Me pregunta por los objetos que podría llevar.
—Hay que saber reconocer los botones, documentos, armas. Y también me gustaría saber si tenía cicatrices o tatuajes.
Me cuenta que la carne suele desaparecer a los cinco años.
Luego hablo con Máximo Segundo del pasado. Me pregunta cosas extrañas, como cuánto valía antes una barra de pan.
—Creo que una peseta.
—¿Y un litro de aceite?
—Unas quince.
Entra en el asunto de las partidas.
—Eran ustedes muy valientes.
—Qué va.

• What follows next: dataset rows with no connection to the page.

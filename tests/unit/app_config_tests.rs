/*!
 * Tests for configuration loading, defaults and backend selection
 */

use transhub::app_config::{Config, LogLevel, PipelineMode, TranslationProvider};
use transhub::translation::backend_from_config;

use crate::common::{create_temp_dir, create_test_file};

#[test]
fn test_loadOrCreate_missingFile_shouldWriteDefaults() {
    let dir = create_temp_dir().unwrap();
    let path = dir.path().join("transhub.json");

    let config = Config::load_or_create(&path).unwrap();

    assert!(path.exists());
    assert_eq!(config.source_language, "en");
    assert_eq!(config.language, "pt-BR");
    assert_eq!(config.mode, PipelineMode::Direct);
    assert_eq!(config.log_level, LogLevel::Info);
    assert!(config.review_output.is_none());

    let reloaded = Config::load_or_create(&path).unwrap();
    assert_eq!(reloaded.translation.common.batch_size, config.translation.common.batch_size);
    assert_eq!(reloaded.translation.available_providers.len(), 8);
}

#[test]
fn test_loadOrCreate_existingFile_shouldReadValues() {
    let dir = create_temp_dir().unwrap();
    let path = create_test_file(
        dir.path(),
        "transhub.json",
        r#"{
            "language": "es",
            "mode": "quality",
            "translation": {
                "provider": "ollama",
                "available_providers": [{"type": "ollama", "model": "qwen2.5:7b"}],
                "common": {"batch_size": 25, "max_concurrent_batches": 2}
            },
            "quality": {"threshold": 0.9},
            "log_level": "debug"
        }"#,
    )
    .unwrap();

    let config = Config::load_or_create(&path).unwrap();

    assert_eq!(config.language, "es");
    assert_eq!(config.mode, PipelineMode::Quality);
    assert_eq!(config.translation.provider, TranslationProvider::Ollama);
    assert_eq!(config.translation.get_model(), "qwen2.5:7b");
    assert_eq!(config.translation.get_endpoint(), "http://localhost:11434");
    assert_eq!(config.translation.common.batch_size, 25);
    assert_eq!(config.translation.common.max_retry_wait_seconds, 60);
    assert_eq!(config.quality.threshold, 0.9);
    assert_eq!(config.quality.max_length_ratio, 3.0);
    assert_eq!(config.log_level, LogLevel::Debug);
    assert!(config.validate().is_ok());
}

#[test]
fn test_loadOrCreate_invalidJson_shouldFailWithPath() {
    let dir = create_temp_dir().unwrap();
    let path = create_test_file(dir.path(), "transhub.json", "{ not json").unwrap();

    let error = Config::load_or_create(&path).unwrap_err();

    assert!(format!("{:#}", error).contains("Failed to parse config file"));
}

#[test]
fn test_validate_apiKeyOverride_shouldPassForRemoteProvider() {
    let mut config = Config::default();
    config.translation.provider = TranslationProvider::Anthropic;
    assert!(config.validate().is_err());

    config.translation.active_provider_config_mut().api_key = "sk-test".to_string();
    assert!(config.validate().is_ok());
}

#[test]
fn test_validate_badLengthRatios_shouldFail() {
    let mut config = Config::default();
    config.translation.provider = TranslationProvider::Mock;
    config.quality.min_length_ratio = 2.0;
    config.quality.max_length_ratio = 1.0;

    assert!(config.validate().is_err());
}

#[test]
fn test_backendFromConfig_shouldNameSelectedProvider() {
    let mut config = Config::default();
    config.translation.active_provider_config_mut().api_key = "key".to_string();

    let cases = [
        (TranslationProvider::Gemini, "Gemini"),
        (TranslationProvider::Groq, "Groq"),
        (TranslationProvider::OpenRouter, "OpenRouter"),
        (TranslationProvider::OpenAI, "OpenAI"),
        (TranslationProvider::Anthropic, "Anthropic"),
        (TranslationProvider::Ollama, "Ollama"),
        (TranslationProvider::LMStudio, "LM Studio"),
        (TranslationProvider::Mock, "Mock"),
    ];

    for (provider, name) in cases {
        config.translation.provider = provider;
        let backend = backend_from_config(&config.translation).unwrap();
        assert_eq!(backend.name(), name);
    }
}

Cuando oíamos los disparos nos moríamos de miedo. Estábamos entre dos frentes. Nos cogió en medio, eso fue todo. No pudimos ser neutrales, teníamos que tomar partido a la fuerza.
—¿Por qué los evacuaron?
—Porque la Dirección del Partido fue aniquilada, no aquí en la serranía, sino en el llano, y entonces la Dirección dio la orden de salvarnos.
Se interesa mucho por el tiempo pasado. Quiere confirmar algunas de las barbaridades que se cuentan. Le explico lo que entonces decía el obispo cuando llegaba por los arcos de triunfo hechos con tomillos y flores del campo: «Somos generosos y magnánimos, admitimos a nuestros enemigos en la convivencia, perdonando sus pasados yerros, pero por Dios, sin ruido, no vayan a despertar a tantos muertos y tantos héroes que cayeron engañados por las falsas doctrinas».
Le confirmo que efectivamente había libros prohibidos porque decían que ponían nuestra alma en peligro.
El sepulturero me dice que ha leído recientemente un libro encontrado en unas excavaciones en la iglesia, donde hallaron un esqueleto junto a un volumen de Voltaire. Lo habían fusilado y tal vez alguien de la familia puso el libro.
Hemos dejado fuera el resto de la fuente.